How can I lose stomach fat but gain muscle everywhere else?

Fat that’s located predominantly around the belly is called visceral fat. It actually negatively effects your health by increasing inflammation in the organs, partly because it releases substances called adipokines, that increase blood pressure and stuff up your insulin health. This fat also decreases the amount of adiponectin in the body, which is an essential hormone for fat burning and helps speed up the metabolism. If you are a man, visceral fat leads to lower levels of testosterone, which leads to less muscle mass. You may be training, but your results are not showing this, due to your imbalance of testosterone levels. This is why a lot of people with belly fat struggle to lose that fat and gain muscle mass. It’s about balancing your hormone levels through proper nutrition and exercise. It’s not all doom and gloom here, as there are quite a few solutions at hand, but they do require patience and constant implementation.

5 ways to building muscle and eliminating body fat.

  1. Eat more protein in your diet. Protein is the critical macronutrient for fat burning, muscle building and keeping you full for long periods of time. That means you will be less inclined to snack and eat less over time because you won’t be hungry! Isn’t that great news all around? Soon enough, you will begin to build muscle mass and lose belly fat.
  2. Try intermittent fasting to lower insulin levels. I love intermittent fasting, and so do many other people. Talk about instant results, especially around the belly! Also, expect to increase human growth hormone immensely, increasing your fat burning and muscle building capabilities even more. This strategy is great for those willing to stick at it long term, for health and body composition results.
  3. Train with weights – and lift heavy.
  4. Lifting weights is essential, not only for building muscle mass, but also for fat burning. It’s another strategy used to re-shape your body, tone and sculpt it with heavy and consistent lifting. As you know, building muscle is to your advantage from a metabolic and hormone point of view. Lifting weights makes you a lot more sensitive to insulin, therefore, allowing the fat burning to take place in your body. Make sure you train properly and do so 3–4 times per week. This is a subject I’ve elaborate on during many occasions, and you can read more on this in my blog posts.
  5. Eliminate all refined carbs and sugars from your diet.
  6. The easiest way to lose body fat, especially from the abdomen area, is to eliminate all refined carbohydrates and sugars from your diet. These foods include bread, sugar-filled cereals, cakes, biscuits and candy. If you do this one thing, you will see some major results in such a short time. Eat only the essential nutrients that boost muscle building and fat loss. This is protein, fats, vegetables and complex carbohydrates.
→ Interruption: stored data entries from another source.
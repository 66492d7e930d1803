//! Inspiration search and proxy server commands
//!
//! These are the only commands that need an async runtime; each builds its
//! own so the rest of the CLI stays synchronous.

use std::sync::Arc;

use clap::{Args, Subcommand};
use tokio::runtime::{Builder, Runtime};
use tracing::debug;

use crate::config::settings::Settings;
use crate::display::format_search_results;
use crate::error::WedplanResult;
use crate::inspiration::server::{self, ServerConfig};
use crate::inspiration::{PinterestClient, SearchResults};
use crate::services::{AddItemInput, MoodboardService};
use crate::storage::Storage;

/// Inspiration subcommands
#[derive(Subcommand)]
pub enum InspirationCommands {
    /// Search for wedding inspiration pins
    Search {
        /// What to look for, e.g. "rustic centerpieces"
        query: String,
        /// Page token from a previous search
        #[arg(long)]
        page: Option<String>,
        /// Print the raw JSON page
        #[arg(long)]
        json: bool,
        /// Pin every result to this moodboard
        #[arg(long)]
        save_to: Option<String>,
    },
}

/// Options for the search proxy
#[derive(Args, Debug)]
pub struct ServeArgs {
    /// Port to listen on (default from settings or WEDPLAN_PORT)
    #[arg(short, long)]
    pub port: Option<u16>,

    /// Address to bind
    #[arg(long, default_value = "127.0.0.1")]
    pub host: String,
}

fn runtime() -> WedplanResult<Runtime> {
    Ok(Builder::new_multi_thread().enable_all().build()?)
}

/// Handle an inspiration command
pub fn handle_inspiration_command(
    storage: &Storage,
    settings: &Settings,
    cmd: InspirationCommands,
) -> WedplanResult<()> {
    match cmd {
        InspirationCommands::Search {
            query,
            page,
            json,
            save_to,
        } => {
            let client = PinterestClient::from_settings(&settings.search)?;
            let results = runtime()?.block_on(client.search(&query, page.as_deref()))?;
            debug!(pins = results.pins.len(), mock = results.is_mock, "Search finished");

            if json {
                println!("{}", serde_json::to_string_pretty(&results)?);
            } else {
                print!("{}", format_search_results(&results));
            }

            if let Some(board) = save_to {
                let saved = save_pins(storage, &board, &query, &results)?;
                println!("Saved {} pins to {}", saved, board);
            }
        }
    }

    Ok(())
}

/// Pin every result that has an image to `board`
fn save_pins(
    storage: &Storage,
    board: &str,
    query: &str,
    results: &SearchResults,
) -> WedplanResult<usize> {
    let service = MoodboardService::new(storage);
    let tag = query.trim().to_lowercase();

    let mut saved = 0;
    for pin in results.pins.iter().filter(|p| !p.image_url.is_empty()) {
        service.add_item(
            board,
            AddItemInput {
                image_url: pin.image_url.clone(),
                source_url: pin.link.clone(),
                tags: vec![tag.clone()],
                notes: Some(pin.title.clone()),
            },
        )?;
        saved += 1;
    }
    Ok(saved)
}

/// Run the search proxy until interrupted
pub fn handle_serve_command(settings: &Settings, args: ServeArgs) -> anyhow::Result<()> {
    let port = args.port.unwrap_or_else(|| settings.search.effective_port());
    let client = Arc::new(PinterestClient::from_settings(&settings.search)?);
    let config = ServerConfig::new(args.host, port);

    println!("Serving inspiration search on http://{}", config.socket_addr());
    println!("Press Ctrl+C to stop.");

    runtime()?.block_on(server::run(config, client))
}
No one said this had to last forever, but if you want to lose belly fat, you have to give your body the best nutrition possible and eliminate the causes that are stopping you from losing weight and burning that belly fat.
  7. Try HIIT for belly fat loss.
  8. HIIT is known for reducing more belly fat than any other type of cardio exercise. It also improves your insulin sensitivity, which leads to further weight loss should you continue with this protocol. HIIT also increases post-exercise energy consumption. Fat burning increases to remove the build-up of lactate and hydrogen ions. It also elevates growth hormone, which further increases support in fat burning. You should only perform sprint intervals 2 times per week, allowing for 20 minutes maximum. Longer sessions do not mean faster results.
  9. Each and every one of these strategies I have used and experienced great results. It’s not only one thing that works, but several different ways in which you can achieve your goals. Some work best, whilst others may not be so good. But these strategies above, have worked for many, and when applied to a lifestyle plan, will allow you to experience great results well into old age.

2 Comments

  • Shankar , 08/03/2020

    Just started with intermittent fasting. Should I eat calorie deficit when not fasting to cut first or eat more and bulk to cut the belly fat?

    • admin , 25/03/2020

      Hello Shankar,

      I would not recommend cutting even more, especially if you want to build muscle. Allow fasting to help you reach your goal, and when not fasting, eat sensibly and within your range. There is no right or wrong, but you can control calorie consumption a lot easier if you fast on a daily basis, but alter the times. That means, you give your body a chance to re fuel. Does this make sense at all? You will most likely naturally eat less when not exercising.